- **Task goal**
Starting with the opening line of the material, restate every line word for word, and end on the line containing "mutated after construction.".

------ Records for the task

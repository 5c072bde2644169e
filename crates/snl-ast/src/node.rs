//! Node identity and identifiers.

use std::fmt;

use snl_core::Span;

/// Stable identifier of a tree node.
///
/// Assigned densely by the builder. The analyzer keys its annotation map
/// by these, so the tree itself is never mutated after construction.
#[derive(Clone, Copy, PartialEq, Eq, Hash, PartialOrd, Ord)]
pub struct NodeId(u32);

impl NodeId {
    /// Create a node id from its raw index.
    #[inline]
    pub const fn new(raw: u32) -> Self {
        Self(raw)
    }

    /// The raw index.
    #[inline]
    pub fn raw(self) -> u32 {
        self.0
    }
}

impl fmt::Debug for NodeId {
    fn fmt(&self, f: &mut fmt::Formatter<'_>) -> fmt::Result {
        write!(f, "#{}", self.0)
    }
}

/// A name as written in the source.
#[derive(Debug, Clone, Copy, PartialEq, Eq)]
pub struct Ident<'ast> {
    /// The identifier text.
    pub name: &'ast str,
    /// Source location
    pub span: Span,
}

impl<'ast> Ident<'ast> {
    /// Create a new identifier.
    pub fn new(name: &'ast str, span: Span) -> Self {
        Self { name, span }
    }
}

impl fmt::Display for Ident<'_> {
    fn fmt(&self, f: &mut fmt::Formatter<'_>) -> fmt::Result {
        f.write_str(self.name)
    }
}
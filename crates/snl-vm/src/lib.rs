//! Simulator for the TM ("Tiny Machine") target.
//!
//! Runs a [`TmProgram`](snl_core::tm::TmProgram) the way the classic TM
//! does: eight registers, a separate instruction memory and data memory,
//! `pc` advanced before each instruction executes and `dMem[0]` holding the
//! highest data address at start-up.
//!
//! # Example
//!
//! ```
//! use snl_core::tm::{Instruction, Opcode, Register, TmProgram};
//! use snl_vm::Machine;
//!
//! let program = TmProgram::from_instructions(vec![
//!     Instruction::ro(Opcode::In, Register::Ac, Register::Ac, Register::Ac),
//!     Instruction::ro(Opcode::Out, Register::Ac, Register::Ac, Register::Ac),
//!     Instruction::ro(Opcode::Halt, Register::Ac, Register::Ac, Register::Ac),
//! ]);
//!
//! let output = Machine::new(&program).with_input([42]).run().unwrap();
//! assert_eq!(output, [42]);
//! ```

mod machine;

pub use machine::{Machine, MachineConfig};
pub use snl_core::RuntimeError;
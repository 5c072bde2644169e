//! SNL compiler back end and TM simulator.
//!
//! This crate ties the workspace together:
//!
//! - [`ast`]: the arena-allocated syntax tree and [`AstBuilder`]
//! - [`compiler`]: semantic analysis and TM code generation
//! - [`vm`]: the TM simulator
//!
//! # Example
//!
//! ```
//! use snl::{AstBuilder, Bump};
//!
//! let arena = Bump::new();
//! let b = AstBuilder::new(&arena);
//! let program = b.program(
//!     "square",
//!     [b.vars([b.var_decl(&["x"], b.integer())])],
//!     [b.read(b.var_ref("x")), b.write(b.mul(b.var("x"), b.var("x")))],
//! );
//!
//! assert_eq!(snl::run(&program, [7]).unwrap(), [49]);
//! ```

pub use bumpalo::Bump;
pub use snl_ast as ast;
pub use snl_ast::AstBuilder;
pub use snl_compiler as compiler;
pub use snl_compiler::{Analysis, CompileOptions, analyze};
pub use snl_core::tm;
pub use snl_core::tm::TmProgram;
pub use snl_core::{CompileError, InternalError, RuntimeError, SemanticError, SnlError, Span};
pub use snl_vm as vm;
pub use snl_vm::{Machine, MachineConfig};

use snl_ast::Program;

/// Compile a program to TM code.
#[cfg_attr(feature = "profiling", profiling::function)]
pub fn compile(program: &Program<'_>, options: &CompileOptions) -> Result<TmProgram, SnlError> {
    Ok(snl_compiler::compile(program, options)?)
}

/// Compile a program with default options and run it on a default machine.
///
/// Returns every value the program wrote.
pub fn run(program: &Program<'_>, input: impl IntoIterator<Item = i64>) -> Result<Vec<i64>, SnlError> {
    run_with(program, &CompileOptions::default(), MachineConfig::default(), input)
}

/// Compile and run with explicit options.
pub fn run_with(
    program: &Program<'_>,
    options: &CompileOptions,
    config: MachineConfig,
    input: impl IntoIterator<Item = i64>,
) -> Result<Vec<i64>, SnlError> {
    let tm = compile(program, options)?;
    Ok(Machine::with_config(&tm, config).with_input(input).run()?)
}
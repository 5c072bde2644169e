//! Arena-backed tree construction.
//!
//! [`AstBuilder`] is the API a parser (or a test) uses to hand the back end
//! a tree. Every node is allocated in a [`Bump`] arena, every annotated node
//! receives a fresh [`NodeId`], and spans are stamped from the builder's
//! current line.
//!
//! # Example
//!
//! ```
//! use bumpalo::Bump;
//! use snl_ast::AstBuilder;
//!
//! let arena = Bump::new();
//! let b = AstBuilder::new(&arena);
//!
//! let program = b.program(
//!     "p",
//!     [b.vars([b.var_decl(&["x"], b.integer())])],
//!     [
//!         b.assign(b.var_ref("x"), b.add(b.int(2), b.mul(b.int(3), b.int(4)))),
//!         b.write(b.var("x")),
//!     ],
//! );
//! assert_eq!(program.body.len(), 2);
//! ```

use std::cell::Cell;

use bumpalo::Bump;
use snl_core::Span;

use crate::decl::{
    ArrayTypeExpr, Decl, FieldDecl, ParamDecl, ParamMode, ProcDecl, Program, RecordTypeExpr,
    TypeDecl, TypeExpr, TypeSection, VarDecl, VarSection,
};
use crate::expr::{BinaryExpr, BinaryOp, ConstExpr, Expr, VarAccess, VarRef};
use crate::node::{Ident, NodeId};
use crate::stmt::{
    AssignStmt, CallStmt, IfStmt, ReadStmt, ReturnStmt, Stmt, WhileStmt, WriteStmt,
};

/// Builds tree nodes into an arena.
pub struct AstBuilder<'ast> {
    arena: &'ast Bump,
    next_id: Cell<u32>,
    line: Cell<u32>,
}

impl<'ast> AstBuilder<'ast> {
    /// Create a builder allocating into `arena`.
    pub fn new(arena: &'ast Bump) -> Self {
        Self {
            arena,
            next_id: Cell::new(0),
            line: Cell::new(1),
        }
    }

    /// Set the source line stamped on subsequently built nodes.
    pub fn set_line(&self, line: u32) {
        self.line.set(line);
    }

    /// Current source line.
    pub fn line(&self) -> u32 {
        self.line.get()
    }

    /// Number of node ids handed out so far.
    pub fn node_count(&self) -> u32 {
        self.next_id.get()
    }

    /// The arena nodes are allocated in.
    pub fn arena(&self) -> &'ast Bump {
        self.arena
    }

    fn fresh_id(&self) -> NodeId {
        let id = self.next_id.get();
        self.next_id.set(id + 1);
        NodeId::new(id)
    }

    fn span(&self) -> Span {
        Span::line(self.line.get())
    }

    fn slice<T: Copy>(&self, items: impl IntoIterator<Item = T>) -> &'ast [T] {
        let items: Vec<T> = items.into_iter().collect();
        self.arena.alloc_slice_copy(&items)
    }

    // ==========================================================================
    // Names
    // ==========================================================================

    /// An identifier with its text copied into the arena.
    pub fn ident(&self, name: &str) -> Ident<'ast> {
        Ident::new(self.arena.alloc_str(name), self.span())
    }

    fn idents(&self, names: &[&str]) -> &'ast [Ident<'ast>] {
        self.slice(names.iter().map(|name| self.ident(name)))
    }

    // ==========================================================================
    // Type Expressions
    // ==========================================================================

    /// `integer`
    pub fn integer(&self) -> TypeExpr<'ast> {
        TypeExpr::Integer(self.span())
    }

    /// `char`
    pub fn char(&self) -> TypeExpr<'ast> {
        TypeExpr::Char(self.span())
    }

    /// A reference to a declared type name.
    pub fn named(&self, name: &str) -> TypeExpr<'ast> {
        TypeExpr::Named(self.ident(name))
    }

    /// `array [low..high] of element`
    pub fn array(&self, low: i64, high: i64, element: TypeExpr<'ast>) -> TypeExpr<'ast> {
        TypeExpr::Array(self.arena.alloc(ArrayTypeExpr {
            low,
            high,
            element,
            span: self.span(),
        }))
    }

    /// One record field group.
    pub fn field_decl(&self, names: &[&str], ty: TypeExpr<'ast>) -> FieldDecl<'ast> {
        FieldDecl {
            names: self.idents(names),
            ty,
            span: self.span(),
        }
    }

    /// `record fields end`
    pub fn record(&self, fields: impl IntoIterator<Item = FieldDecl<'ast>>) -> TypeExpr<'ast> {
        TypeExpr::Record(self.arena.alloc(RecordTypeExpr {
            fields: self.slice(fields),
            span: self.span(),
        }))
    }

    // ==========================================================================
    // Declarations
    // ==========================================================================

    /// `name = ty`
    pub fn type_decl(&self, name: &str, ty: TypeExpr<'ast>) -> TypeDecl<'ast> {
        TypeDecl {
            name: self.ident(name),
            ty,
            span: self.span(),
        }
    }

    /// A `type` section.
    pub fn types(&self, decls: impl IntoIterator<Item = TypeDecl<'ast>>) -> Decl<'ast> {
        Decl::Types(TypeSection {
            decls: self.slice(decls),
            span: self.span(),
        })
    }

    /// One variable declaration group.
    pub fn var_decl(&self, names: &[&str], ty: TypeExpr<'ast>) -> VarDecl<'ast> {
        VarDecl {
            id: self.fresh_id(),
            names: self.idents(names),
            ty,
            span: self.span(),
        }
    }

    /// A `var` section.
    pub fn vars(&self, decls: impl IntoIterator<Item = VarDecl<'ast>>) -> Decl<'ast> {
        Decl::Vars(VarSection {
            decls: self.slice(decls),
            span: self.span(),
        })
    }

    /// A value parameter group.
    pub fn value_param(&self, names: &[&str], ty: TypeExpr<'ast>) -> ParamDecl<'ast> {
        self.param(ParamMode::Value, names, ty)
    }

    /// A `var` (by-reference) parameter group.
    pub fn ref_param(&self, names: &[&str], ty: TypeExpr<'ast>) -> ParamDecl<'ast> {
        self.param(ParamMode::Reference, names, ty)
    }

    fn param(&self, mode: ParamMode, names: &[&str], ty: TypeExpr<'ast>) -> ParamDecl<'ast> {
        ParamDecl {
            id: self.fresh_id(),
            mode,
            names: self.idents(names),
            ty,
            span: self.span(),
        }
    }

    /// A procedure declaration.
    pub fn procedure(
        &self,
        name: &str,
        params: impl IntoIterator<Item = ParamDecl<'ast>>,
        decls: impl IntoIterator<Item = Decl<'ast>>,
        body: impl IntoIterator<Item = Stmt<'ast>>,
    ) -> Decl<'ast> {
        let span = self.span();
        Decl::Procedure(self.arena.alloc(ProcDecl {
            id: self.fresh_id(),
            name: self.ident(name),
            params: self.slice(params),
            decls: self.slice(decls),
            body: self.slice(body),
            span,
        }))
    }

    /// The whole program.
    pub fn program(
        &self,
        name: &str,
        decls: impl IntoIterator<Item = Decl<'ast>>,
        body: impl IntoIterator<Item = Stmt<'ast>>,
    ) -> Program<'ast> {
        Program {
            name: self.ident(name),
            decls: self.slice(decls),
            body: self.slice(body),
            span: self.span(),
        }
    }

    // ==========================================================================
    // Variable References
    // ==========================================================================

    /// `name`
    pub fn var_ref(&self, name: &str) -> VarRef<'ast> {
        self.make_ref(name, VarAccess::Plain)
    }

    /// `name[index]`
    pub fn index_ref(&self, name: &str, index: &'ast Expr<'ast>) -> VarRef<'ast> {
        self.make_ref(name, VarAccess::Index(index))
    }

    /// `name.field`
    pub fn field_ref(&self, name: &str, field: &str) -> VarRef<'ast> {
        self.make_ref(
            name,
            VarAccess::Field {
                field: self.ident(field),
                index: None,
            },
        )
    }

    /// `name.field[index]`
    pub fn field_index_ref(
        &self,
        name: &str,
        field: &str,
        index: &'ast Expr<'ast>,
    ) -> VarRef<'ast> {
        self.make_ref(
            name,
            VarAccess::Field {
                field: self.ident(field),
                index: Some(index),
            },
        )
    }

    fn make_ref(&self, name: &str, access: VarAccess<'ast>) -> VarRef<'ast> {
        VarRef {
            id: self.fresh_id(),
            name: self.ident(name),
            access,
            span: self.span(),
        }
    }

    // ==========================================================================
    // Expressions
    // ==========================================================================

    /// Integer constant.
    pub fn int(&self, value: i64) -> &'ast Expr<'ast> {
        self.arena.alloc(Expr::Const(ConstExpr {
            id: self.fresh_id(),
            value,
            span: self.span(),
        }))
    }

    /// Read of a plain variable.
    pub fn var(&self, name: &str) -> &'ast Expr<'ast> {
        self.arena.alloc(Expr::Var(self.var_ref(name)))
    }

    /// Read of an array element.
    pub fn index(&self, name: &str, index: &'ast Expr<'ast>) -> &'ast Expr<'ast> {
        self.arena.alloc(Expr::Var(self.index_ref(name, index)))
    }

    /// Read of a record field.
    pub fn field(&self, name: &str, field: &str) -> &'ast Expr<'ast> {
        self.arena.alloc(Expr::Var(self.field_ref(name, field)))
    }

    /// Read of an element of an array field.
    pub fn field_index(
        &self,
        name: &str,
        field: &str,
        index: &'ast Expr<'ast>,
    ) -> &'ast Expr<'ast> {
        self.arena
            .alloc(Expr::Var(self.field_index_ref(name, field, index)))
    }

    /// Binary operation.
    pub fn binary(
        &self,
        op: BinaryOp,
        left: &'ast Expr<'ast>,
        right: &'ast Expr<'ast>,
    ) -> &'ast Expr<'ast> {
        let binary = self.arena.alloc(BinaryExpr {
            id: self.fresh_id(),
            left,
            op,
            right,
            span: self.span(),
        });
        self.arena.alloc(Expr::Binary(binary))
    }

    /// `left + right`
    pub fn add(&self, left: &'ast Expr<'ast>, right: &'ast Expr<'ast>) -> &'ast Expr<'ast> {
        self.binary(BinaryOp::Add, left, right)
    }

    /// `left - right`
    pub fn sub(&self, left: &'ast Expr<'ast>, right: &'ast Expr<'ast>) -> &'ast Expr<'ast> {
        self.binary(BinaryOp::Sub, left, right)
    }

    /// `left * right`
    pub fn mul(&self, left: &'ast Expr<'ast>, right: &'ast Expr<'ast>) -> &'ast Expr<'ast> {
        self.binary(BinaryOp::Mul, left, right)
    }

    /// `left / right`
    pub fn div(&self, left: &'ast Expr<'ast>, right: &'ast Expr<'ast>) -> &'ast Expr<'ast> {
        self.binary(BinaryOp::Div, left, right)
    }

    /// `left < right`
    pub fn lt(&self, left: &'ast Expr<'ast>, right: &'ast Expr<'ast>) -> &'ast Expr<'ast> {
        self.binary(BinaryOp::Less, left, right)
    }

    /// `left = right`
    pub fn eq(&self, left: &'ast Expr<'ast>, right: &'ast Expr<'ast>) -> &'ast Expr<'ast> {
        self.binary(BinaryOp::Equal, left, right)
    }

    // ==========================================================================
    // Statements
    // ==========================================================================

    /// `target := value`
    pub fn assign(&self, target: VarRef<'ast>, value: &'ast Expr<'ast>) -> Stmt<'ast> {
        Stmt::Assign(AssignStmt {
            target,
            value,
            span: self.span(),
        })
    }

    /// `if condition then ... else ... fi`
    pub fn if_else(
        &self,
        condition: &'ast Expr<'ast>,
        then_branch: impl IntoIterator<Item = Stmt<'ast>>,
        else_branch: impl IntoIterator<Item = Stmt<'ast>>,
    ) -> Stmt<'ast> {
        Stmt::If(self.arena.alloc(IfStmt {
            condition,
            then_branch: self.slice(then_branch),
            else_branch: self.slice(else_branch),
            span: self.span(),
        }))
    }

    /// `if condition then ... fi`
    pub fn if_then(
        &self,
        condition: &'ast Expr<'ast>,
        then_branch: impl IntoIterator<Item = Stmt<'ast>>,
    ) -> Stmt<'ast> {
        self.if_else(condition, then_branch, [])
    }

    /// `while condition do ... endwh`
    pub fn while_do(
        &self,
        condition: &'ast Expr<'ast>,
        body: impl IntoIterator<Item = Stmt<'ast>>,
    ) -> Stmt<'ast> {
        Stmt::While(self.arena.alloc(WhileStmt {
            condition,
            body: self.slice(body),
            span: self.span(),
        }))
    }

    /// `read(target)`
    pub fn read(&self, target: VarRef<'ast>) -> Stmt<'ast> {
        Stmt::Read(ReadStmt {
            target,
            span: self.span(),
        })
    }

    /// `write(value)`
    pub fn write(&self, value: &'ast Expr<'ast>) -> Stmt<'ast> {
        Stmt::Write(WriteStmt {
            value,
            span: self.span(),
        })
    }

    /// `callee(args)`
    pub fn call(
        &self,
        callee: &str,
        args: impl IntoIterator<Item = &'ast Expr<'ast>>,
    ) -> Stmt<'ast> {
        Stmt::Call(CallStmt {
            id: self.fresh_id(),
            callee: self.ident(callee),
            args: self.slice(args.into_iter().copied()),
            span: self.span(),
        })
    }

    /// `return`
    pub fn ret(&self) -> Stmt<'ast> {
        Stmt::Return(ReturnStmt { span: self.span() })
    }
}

------------

- **Result**
repository 5c072bde2644169e
filename crates/snl-ast/src/node.rs
//! Node identity and identifiers.

use std::fmt;

use snl_core::Span;

/// Stable identifier of a tree node.
///
/// Assigned densely by the builder. The analyzer keys its annotation map
/// by these, so the tree itself is never mutated after construction.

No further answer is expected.